Interest rates 101: How they influence the market?As individuals, we face decisions every day that implicate saving money for a future use or borrowing money for consumption. If we want to make an investment, one important task for us is the analysis of transactions with present and future cash flows. When we place value on any asset, we are trying to determine the worth of a stream of future cash flows.
Money has time value which means that individuals prefer a given sum of money the earlier it is received.
Consider the following exchange: You pay $4,000 today and in return receive $3,500 today. Would you accept this arrangement? Not likely. But what if you received the $3,500 today and paid the $4,000 one year from now? Can these sums be considered comparable? Possibly, because a payment of $4,000 a year from now would probably be worth less to you than a payment of $4,000 today. It would be fair, therefore, to discount the $4,000 collected in one year; that means to cut its value based on the time that passes before the money is paid.
An interest rate( r ) is a rate of return that reflects the relationship between differently dated cash flows.
If $3,500 today and $4,000 in one year are equivalent in value, then $4000 − $3,500 = $500 is the required compensation for receiving $4,000 in one year rather than now. The interest rate—the required compensation stated as a rate of return—is $500/$3,500 = 0.1428 or 14.28 percent.
Interest rates can be reflected in 3 ways:
1. Rates of return
2. Discount rates
3. Opportunity costs
The opportunity cost is the value that investors are willing to quit by choosing a particular investment over another. If the party who supplied the $3,500 had instead decided to spend it today, he would have forgone earning 14,28% on the money. So, 14,28% is the opportunity cost of current consumption over investing in this example.
From the perspective of an investor analyzing the market-determined interest rates we can see an interest rate r as being composed of a real risk-free interest rate plus a set of premiums that are required returns for bearing some different types of risk:
r = Real risk-free interest rate + Inflation premium + Default risk premium + Maturity premium + Liquidity premium
• The real risk-free interest rate is the interest rate for a completely risk-free security if no inflation is expected. In theory, the real risk-free rate echoes the time predilection of individuals for current versus future real expenditure.
• The inflation premium compensates investors for expected inflation and reflects the typical inflation rate expected over the maturity of the debt. The aggregate of the real risk-free interest rate and the inflation premium is the nominal risk-free interest rate .

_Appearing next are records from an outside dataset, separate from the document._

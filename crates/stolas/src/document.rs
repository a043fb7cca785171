//! Documents and the text segments cut from them.

use std::collections::HashMap;

use serde::{Deserialize, Serialize};
use serde_json::Value;

/// Key/value metadata attached to documents and segments.
pub type Metadata = HashMap<String, Value>;

/// Metadata key holding the source file name.
pub const FILE_NAME: &str = "file_name";

/// Metadata key holding the absolute path of the source directory.
pub const ABSOLUTE_DIRECTORY_PATH: &str = "absolute_directory_path";

/// Metadata key holding a segment's position within its document.
pub const INDEX: &str = "index";

/// A loaded document. Immutable once constructed.
#[derive(Debug, Clone, PartialEq, Serialize, Deserialize)]
pub struct Document {
    text: String,
    metadata: Metadata,
}

impl Document {
    /// Creates a document without metadata.
    #[must_use]
    pub fn new(text: impl Into<String>) -> Self {
        Self {
            text: text.into(),
            metadata: Metadata::new(),
        }
    }

    /// Adds a metadata entry.
    #[must_use]
    pub fn with_metadata(mut self, key: impl Into<String>, value: impl Into<Value>) -> Self {
        self.metadata.insert(key.into(), value.into());
        self
    }

    /// Returns the document text.
    #[must_use]
    pub fn text(&self) -> &str {
        &self.text
    }

    /// Returns the document metadata.
    #[must_use]
    pub fn metadata(&self) -> &Metadata {
        &self.metadata
    }

    /// Returns the source file name, if known.
    #[must_use]
    pub fn file_name(&self) -> Option<&str> {
        self.metadata.get(FILE_NAME).and_then(Value::as_str)
    }
}

/// A contiguous slice of a document plus derived metadata.
#[derive(Debug, Clone, PartialEq, Serialize, Deserialize)]
pub struct TextSegment {
    /// Segment text.
    pub text: String,
    /// Metadata copied from the document, plus the segment index.
    pub metadata: Metadata,
}

impl TextSegment {
    /// Creates a segment with the given metadata.
    #[must_use]
    pub fn new(text: impl Into<String>, metadata: Metadata) -> Self {
        Self {
            text: text.into(),
            metadata,
        }
    }

    /// Creates a segment without metadata.
    #[must_use]
    pub fn from_text(text: impl Into<String>) -> Self {
        Self::new(text, Metadata::new())
    }

    /// Returns a string metadata value.
    #[must_use]
    pub fn metadata_str(&self, key: &str) -> Option<&str> {
        self.metadata.get(key).and_then(Value::as_str)
    }

    /// Returns the source file name, if known.
    #[must_use]
    pub fn file_name(&self) -> Option<&str> {
        self.metadata_str(FILE_NAME)
    }

    /// Returns the segment's index within its document.
    #[must_use]
    pub fn index(&self) -> Option<u64> {
        self.metadata.get(INDEX).and_then(Value::as_u64)
    }
}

• The default risk premium compensates investors for the risk that the borrower will fail to make a contractually agreed-upon payment on time and in the agreed-upon sum.
• If an investment needs to be converted to cash quickly, the liquidity premium compensates investors for the risk of loss relative to the investment's fair value.
• When maturity is extended, the maturity premium compensates investors for the increased exposure of the market value of debt to changes in market interest rates (holding all else equal).
Trade with care.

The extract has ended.